Things a Woman With a Slow Metabolism Should do to Burn Fat

Is the needle on your scale pointed in the wrong direction? Are you frustrated that all the things that helped you lose weight before are not working now? Are you „starving“, and see no results? Your metabolic rate has likely slowed down. It’s not your fault – most of us don’t know why we suddenly have a slow metabolism or how to increase it. Let’s find out.

What is Metabolism?

Your metabolism, or metabolic rate, is the rate at which your body burns calories. (Calories are the energy your body uses to function.) This rate is typically measured at rest, hours after you’ve eaten, so know your baseline.

Once you know this number, you can better figure out how to reach your weight goals.  Think of it as your income when budgeting – you decide how much to eat (spend) based on your price.

You are born with the genes that you inherit, so a large part of your metabolic rate is fixed. When you gain weight, you actually increase your metabolic rate, as more energy is required to burn off the extra pounds you have put on. As you lose weight, your metabolism begins to slow, making it harder to keep losing. You need all the perks to win the weight loss „war“.

Things a woman with a slow metabolism should do to burn fat

It’s simple, it’s a matter of having the necessary knowledge about how your body works and that is enough to put the following points into practice if your slow metabolism is wreaking havoc with your weight.

1. Eat less carbohydrates

You need to lower your carbohydrates to increase that slow metabolism. Most of us get about 55% of our daily calories from carbohydrates. If you’re eating 2,000 calories a day, which is between 250 and 300 grams of carbohydrates, that’s too much if you’re trying to keep your metabolism higher. Even if you’re cutting calories and consuming 1,200 calories a day, 55% will put you on 165 grams of carbs.

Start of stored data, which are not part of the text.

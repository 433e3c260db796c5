use serde::{Deserialize, Serialize};
use utoipa::ToSchema;

use crate::models::{Dispute, DisputeOutcome, DisputeStatus, Money, OrderAggregate};

#[derive(Debug, Clone, Deserialize, ToSchema)]
pub struct ResolveDisputeRequest {
    pub outcome: DisputeOutcome,
    pub resolution: String,
    /// Required for `partial_refund`, ignored otherwise.
    pub refund_amount: Option<Money>,
}

#[derive(Debug, Clone, Deserialize, ToSchema)]
pub struct UpdateDisputeStatusRequest {
    pub status: DisputeStatus,
}

#[derive(Debug, Serialize, ToSchema)]
pub struct DisputeList {
    pub items: Vec<Dispute>,
}

#[derive(Debug, Serialize, ToSchema)]
pub struct DisputeDetails {
    pub dispute: Dispute,
    pub order: OrderAggregate,
}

Research shows that to maximize your metabolism, you need to keep carbohydrates between 10 and 20 percent of calories a day. That’s 50-100 grams for a 2000 calorie diet and 30-60 grams when you’re down on 1200.

You gain up to 100 calories a day of metabolic power when you make these changes. That adds to 40 grams a week as soon as you make those changes. If that doesn’t sound like a lot, it’s almost 6 kilos a year – ask yourself: would you rather gain or lose that between now and next year?

2. Do strength training

Aerobic exercise speeds up a slow metabolism. Running, elliptical, cycling, Zumba, etc., is essential for long-term heart health, good mood, blood sugar control, and weight control.  Strength training, on the other hand, builds muscle, and muscle burns calories better than fat.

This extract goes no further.